Somehow I found a variety of uses for it. And at less than $3 a can (or less than a dollar at some places), its hard not to give this ingredient a shot.
cold brew coffee: substitute regular milk with the coconut variety. I also use my French press to make cold brew at home (1/3 cup ground beans, 1 1/2 cups water, let sit for 12 hours, strain, and while drinking, wonder why you didn't try this before)
cornmeal pancakes: use in lieu of buttermilk - the pancakes (or even waffles) don't turn quite the same shade of golden brown, but taste just as good. I like to make a few extra 'cakes to reheat the next day for breakfast.
pork & black bean tacos: giving credit where credit is due, Food52 posted this twist on a favorite. I've also used ground beef and pinto beans. What to do with the remaining pineapple juice will be the topic for a future post.

breakfast quinoa: cook one part quinoa in one part water, one part coconut milk. Once fluffy and spooned into a bowl, pour over a little more coconut milk and top with some toasted almonds.

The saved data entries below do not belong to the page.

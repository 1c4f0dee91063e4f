//! Finding the word just typed before the cursor.
use std::ops::Range;

use smol_str::SmolStr;

use super::TextBuffer;
use crate::tokenizer::{is_letter, is_word_char};
use crate::types::Offset;

/// A run of letters and the character offsets it occupies.
#[derive(Debug, Clone, PartialEq, Eq)]
pub struct LocatedWord {
    /// The word's text as it is in the buffer
    pub word: SmolStr,
    /// Offset of its first character
    pub start: Offset,
    /// Offset just past its last character
    pub end: Offset,
}

impl LocatedWord {
    /// The offsets the word occupies.
    pub fn range(&self) -> Range<Offset> {
        self.start..self.end
    }
}

/// The word ending at or before `cursor`, skipping punctuation and
/// whitespace typed after it.
///
/// Always the closest run of letters before the cursor, even when the same
/// word appears earlier in the document. Nothing is found when the run is
/// part of a longer token with digits or underscores, or when no letters
/// precede the cursor.
pub fn word_before<B: TextBuffer + ?Sized>(buffer: &B, cursor: Offset) -> Option<LocatedWord> {
    locate(buffer, cursor, true)
}

/// The word still being typed: a run of letters ending exactly at `cursor`.
pub fn word_in_progress<B: TextBuffer + ?Sized>(
    buffer: &B,
    cursor: Offset,
) -> Option<LocatedWord> {
    locate(buffer, cursor, false)
}

fn locate<B: TextBuffer + ?Sized>(
    buffer: &B,
    cursor: Offset,
    skip_trailing: bool,
) -> Option<LocatedWord> {
    let before: Vec<char> = buffer.read_before(cursor).chars().collect();

    let end = if skip_trailing {
        before.iter().rposition(|c| is_word_char(*c))? + 1
    } else {
        before.len()
    };

    let start = before[..end]
        .iter()
        .rposition(|c| !is_letter(*c))
        .map(|i| i + 1)
        .unwrap_or(0);

    if start == end || (start > 0 && is_word_char(before[start - 1])) {
        return None;
    }

    let word: SmolStr = before[start..end].iter().copied().collect();

    // Offsets found above are re-checked against the buffer's own search.
    let resolved = buffer.find_nearest_preceding(&word, end)?;
    if resolved != start {
        log::trace!("{:?} resolved to {} instead of {}", word, resolved, start);
        return None;
    }

    log::trace!("Located {:?} at {}..{}", word, start, end);
    Some(LocatedWord { word, start, end })
}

rice pudding: similar to the breakfast quinoa, use this as a substitute for the other liquids (heavy cream, whole milk, etc).

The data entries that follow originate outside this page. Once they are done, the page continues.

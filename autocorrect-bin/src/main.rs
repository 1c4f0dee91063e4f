use std::io::{self, BufRead, Read};
use std::path::{Path, PathBuf};

use anyhow::Context;
use gumdrop::Options;
use serde::Serialize;

use autocorrect::buffer::StringBuffer;
use autocorrect::dictionary::WordList;
use autocorrect::live::session::Session;
use autocorrect::live::{KeyEvent, LiveController};
use autocorrect::pipeline::{correct_with, Correction, Mode};
use autocorrect::speller::suggestion::CandidateList;
use autocorrect::speller::{CandidateRanker, SpellerConfig, Verdict};
use autocorrect::tokenizer::Tokenize;

trait OutputWriter {
    fn write_verdict(&mut self, word: &str, verdict: &Verdict);
    fn write_correction(&mut self, correction: &Correction);
    fn finish(&mut self) -> anyhow::Result<()>;
}

struct StdoutWriter;

fn status(verdict: &Verdict) -> &'static str {
    match verdict {
        Verdict::Ignored => "IGNORED",
        Verdict::Known => "CORRECT",
        Verdict::Unavailable => "UNAVAILABLE",
        Verdict::Misspelled(_) => "INCORRECT",
    }
}

impl OutputWriter for StdoutWriter {
    fn write_verdict(&mut self, word: &str, verdict: &Verdict) {
        println!("Input: {}\t\t[{}]", word, status(verdict));

        if let Some(list) = verdict.suggestions() {
            for sugg in list.iter() {
                println!("{}", sugg);
            }
            println!();
        }
    }

    fn write_correction(&mut self, correction: &Correction) {
        println!("Output  : {}", correction.text);
        if correction.findings.is_empty() {
            return;
        }

        println!("Flagged :");
        for finding in correction.findings.iter() {
            println!(
                "  {} -> {}",
                finding.original,
                finding.suggestions.iter().collect::<Vec<_>>().join(", ")
            );
        }
    }

    fn finish(&mut self) -> anyhow::Result<()> {
        Ok(())
    }
}

#[derive(Serialize)]
struct SuggestionRequest {
    word: String,
    status: &'static str,
    suggestions: CandidateList,
}

struct JsonWriter {
    results: Vec<SuggestionRequest>,
    corrections: Vec<Correction>,
}

impl JsonWriter {
    pub fn new() -> JsonWriter {
        JsonWriter {
            results: vec![],
            corrections: vec![],
        }
    }
}

impl OutputWriter for JsonWriter {
    fn write_verdict(&mut self, word: &str, verdict: &Verdict) {
        self.results.push(SuggestionRequest {
            word: word.to_owned(),
            status: status(verdict),
            suggestions: verdict.suggestions().cloned().unwrap_or_default(),
        });
    }

    fn write_correction(&mut self, correction: &Correction) {
        self.corrections.push(correction.clone());
    }

    fn finish(&mut self) -> anyhow::Result<()> {
        if self.corrections.is_empty() {
            println!("{}", serde_json::to_string_pretty(&self.results)?);
        } else if self.corrections.len() == 1 {
            println!("{}", serde_json::to_string_pretty(&self.corrections[0])?);
        } else {
            println!("{}", serde_json::to_string_pretty(&self.corrections)?);
        }
        Ok(())
    }
}

#[derive(Debug, Options)]
struct Args {
    #[options(help = "print help message")]
    help: bool,

    #[options(command)]
    command: Option<Command>,
}

#[derive(Debug, Options)]
enum Command {
    #[options(help = "correct whole texts, reporting or replacing misspelled words")]
    Correct(CorrectArgs),

    #[options(help = "get suggestions for provided words")]
    Suggest(SuggestArgs),

    #[options(help = "print input in tokenized form")]
    Tokenize(TokenizeArgs),

    #[options(help = "replay stdin one keystroke at a time through the live corrector")]
    Live(LiveArgs),
}

#[derive(Debug, Options)]
struct CorrectArgs {
    #[options(help = "print help message")]
    help: bool,

    #[options(help = "word list (.txt or .json) to be used", required)]
    dictionary: PathBuf,

    #[options(help = "JSON file with speller settings")]
    config: Option<PathBuf>,

    #[options(help = "replace misspelled words with their best guess")]
    auto: bool,

    #[options(help = "only report misspelled words, overriding --auto and the config")]
    report: bool,

    #[options(help = "maximum number of suggestions (up to 3)")]
    nbest: Option<usize>,

    #[options(no_short, long = "json", help = "output in JSON format")]
    use_json: bool,

    #[options(free, help = "text to be corrected")]
    inputs: Vec<String>,
}

#[derive(Debug, Options)]
struct SuggestArgs {
    #[options(help = "print help message")]
    help: bool,

    #[options(help = "word list (.txt or .json) to be used", required)]
    dictionary: PathBuf,

    #[options(help = "JSON file with speller settings")]
    config: Option<PathBuf>,

    #[options(help = "maximum number of suggestions (up to 3)")]
    nbest: Option<usize>,

    #[options(no_short, long = "json", help = "output in JSON format")]
    use_json: bool,

    #[options(free, help = "words to be processed")]
    inputs: Vec<String>,
}

#[derive(Debug, Options)]
struct TokenizeArgs {
    #[options(help = "print help message")]
    help: bool,

    #[options(short = "w", long = "words", help = "show words only")]
    is_words_only: bool,

    #[options(free, help = "text to be tokenized")]
    inputs: Vec<String>,
}

#[derive(Debug, Options)]
struct LiveArgs {
    #[options(help = "print help message")]
    help: bool,

    #[options(help = "word list (.txt or .json) to be used", required)]
    dictionary: PathBuf,

    #[options(help = "JSON file with speller settings")]
    config: Option<PathBuf>,

    #[options(no_short, long = "no-auto", help = "only show suggestions, never replace")]
    no_auto: bool,
}

fn read_stdin() -> anyhow::Result<String> {
    eprintln!("Reading from stdin...");
    let mut buffer = String::new();
    io::stdin()
        .read_to_string(&mut buffer)
        .context("reading stdin")?;
    Ok(buffer)
}

fn load_config(path: Option<&Path>, nbest: Option<usize>) -> anyhow::Result<SpellerConfig> {
    let mut config = match path {
        Some(path) => {
            let file = std::fs::File::open(path)
                .with_context(|| format!("opening config {}", path.display()))?;
            serde_json::from_reader(file)
                .with_context(|| format!("parsing config {}", path.display()))?
        }
        None => SpellerConfig::default(),
    };

    if let Some(v) = nbest {
        config.n_best = v;
    }

    Ok(config)
}

/// `--report` wins over `--auto`, which wins over the config file.
fn resolve_mode(report: bool, auto: bool, config: &SpellerConfig) -> Mode {
    if report {
        Mode::Report
    } else if auto || config.auto_replace {
        Mode::Auto
    } else {
        Mode::Report
    }
}

fn load_dictionary(path: &Path) -> anyhow::Result<WordList> {
    WordList::open(path).with_context(|| format!("loading word list {}", path.display()))
}

fn tokenize(args: TokenizeArgs) -> anyhow::Result<()> {
    let inputs: String = if args.inputs.is_empty() {
        read_stdin()?
    } else {
        args.inputs.join(" ")
    };

    if args.is_words_only {
        for (index, token) in inputs.word_indices() {
            println!("{:>4}: \"{}\"", index, token);
        }
    } else {
        for token in inputs.tokens() {
            println!("{:>4}: \"{}\"", token.index, token.text);
        }
    }

    Ok(())
}

fn suggest(args: SuggestArgs) -> anyhow::Result<()> {
    let config = load_config(args.config.as_deref(), args.nbest)?;
    let ranker = CandidateRanker::new(load_dictionary(&args.dictionary)?, config);

    let mut writer: Box<dyn OutputWriter> = if args.use_json {
        Box::new(JsonWriter::new())
    } else {
        Box::new(StdoutWriter)
    };

    let words = if args.inputs.is_empty() {
        read_stdin()?
            .split_whitespace()
            .map(|x| x.to_string())
            .collect()
    } else {
        args.inputs
    };

    for word in words {
        let verdict = ranker.check(&word);
        writer.write_verdict(&word, &verdict);
    }

    writer.finish()
}

fn correct(args: CorrectArgs) -> anyhow::Result<()> {
    let config = load_config(args.config.as_deref(), args.nbest)?;
    let mode = resolve_mode(args.report, args.auto, &config);
    let ranker = CandidateRanker::new(load_dictionary(&args.dictionary)?, config);

    let mut writer: Box<dyn OutputWriter> = if args.use_json {
        Box::new(JsonWriter::new())
    } else {
        Box::new(StdoutWriter)
    };

    let text = if args.inputs.is_empty() {
        read_stdin()?
    } else {
        args.inputs.join(" ")
    };

    writer.write_correction(&correct_with(&ranker, &text, mode));
    writer.finish()
}

fn live(args: LiveArgs) -> anyhow::Result<()> {
    let mut config = load_config(args.config.as_deref(), None)?;
    if args.no_auto {
        config.auto_replace = false;
    }

    let controller = LiveController::new(load_dictionary(&args.dictionary)?, config);
    let session = Session::new(controller, StringBuffer::new(""));

    eprintln!("Reading from stdin...");
    for line in io::stdin().lock().lines() {
        let line = line.context("reading stdin")?;

        let mut updates = session.type_str(&line);
        updates.push(session.type_key(&KeyEvent::new("Return", Some('\n'))));

        for update in updates.iter().filter(|u| !u.is_cleared()) {
            println!("{}", update);
        }
    }

    println!("{}", session.into_buffer().text());
    Ok(())
}

fn main() -> anyhow::Result<()> {
    pretty_env_logger::init();

    let args = Args::parse_args_default_or_exit();

    match args.command {
        None => Ok(()),
        Some(Command::Correct(args)) => correct(args),
        Some(Command::Suggest(args)) => suggest(args),
        Some(Command::Tokenize(args)) => tokenize(args),
        Some(Command::Live(args)) => live(args),
    }
}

PS: what other ways to do you use coconut milk?

Strawberry Cornmeal Tart

Sometimes recipe inspiration comes on a walk home from the grocery store.

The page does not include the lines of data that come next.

//! Ranked corrections and the findings that report them.
use itertools::Itertools;
use serde::{Serialize, Serializer};
use smol_str::SmolStr;

/// Corrections for one word, best first, never longer than the suggestion bound.
///
/// When the dictionary supplied a best guess it is the first entry and
/// does not appear again further down.
#[derive(Clone, Debug, Default, PartialEq, Eq)]
pub struct CandidateList {
    values: Vec<SmolStr>,
    has_best_guess: bool,
}

impl CandidateList {
    /// Merges a best guess with alternative candidates and truncates to `limit`.
    pub fn new(best_guess: Option<SmolStr>, candidates: Vec<SmolStr>, limit: usize) -> CandidateList {
        let best_guess = best_guess.filter(|x| !x.is_empty());
        let has_best_guess = best_guess.is_some() && limit > 0;

        let values = best_guess
            .iter()
            .cloned()
            .chain(
                candidates
                    .into_iter()
                    .filter(|x| !x.is_empty() && Some(x) != best_guess.as_ref()),
            )
            .unique()
            .take(limit)
            .collect();

        CandidateList {
            values,
            has_best_guess,
        }
    }

    /// The dictionary's single best guess, the only value ever auto-applied.
    pub fn best_guess(&self) -> Option<&str> {
        if self.has_best_guess {
            self.values.first().map(|x| x.as_str())
        } else {
            None
        }
    }

    /// All suggestions in rank order.
    pub fn values(&self) -> &[SmolStr] {
        &self.values
    }

    /// Number of suggestions.
    pub fn len(&self) -> usize {
        self.values.len()
    }

    /// True when no suggestion is available.
    pub fn is_empty(&self) -> bool {
        self.values.is_empty()
    }

    /// Iterates over the suggestions in rank order.
    pub fn iter(&self) -> impl Iterator<Item = &str> {
        self.values.iter().map(|x| x.as_str())
    }
}

impl Serialize for CandidateList {
    fn serialize<S: Serializer>(&self, serializer: S) -> Result<S::Ok, S::Error> {
        serializer.collect_seq(self.values.iter())
    }
}

/// A misspelled word and what it could have been.
#[derive(Clone, Debug, PartialEq, Eq, Serialize)]
pub struct CorrectionFinding {
    /// The word as it appeared in the input
    #[serde(rename = "word")]
    pub original: SmolStr,
    /// Ranked corrections
    pub suggestions: CandidateList,
}

impl CorrectionFinding {
    /// Records a flagged word.
    pub fn new(original: SmolStr, suggestions: CandidateList) -> CorrectionFinding {
        CorrectionFinding {
            original,
            suggestions,
        }
    }
}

Not someone who usually buys premade things, I'd seen these cornmeal gluten free pizza crusts at the farmers market earlier in the day. The vendor selling these is situated next to one of three Blue Bottle coffee outposts, so its easy to check these crusts out while waiting. Seeing them for a second time at the grocery store made me immediately think "savory" with tomatoes and basil appearing everywhere. Bellwether's ricotta cheese went into my basket thinking the evening's dinner would be a vegetarian pizza.

On the walk home, I remembered the morning's Dirty Girl Farm strawberries, three day old mint, and thought "dessert"!

There really isn't a recipe, more like assembling and then a quick bake in the oven.

I cut a quarter of a cornmeal crust and spread some ricotta on it. Use more or less depending on how much you want. I could have used a little more. Thinly slice enough strawberries to cover the cheese, then crack some black pepper over the fruit. Slide onto a sheet pan and put into a preheated 425 degree oven (says so on the crust's package) and wait for 10-12 minutes. When the crust is golden brown and the berries are juicy, sprinkle some torn mint leaves.

I ate this before eating dinner.


Rhubarb Compote

Rhubarb is a sign of spring. Living in the Bay Area, I've seen it for several weeks hanging out near the strawberries, its culinary partner. When I lived in Chicago, it was for sale for a mere week or maybe two if we were lucky; and in Boston, I don't think I ever saw it.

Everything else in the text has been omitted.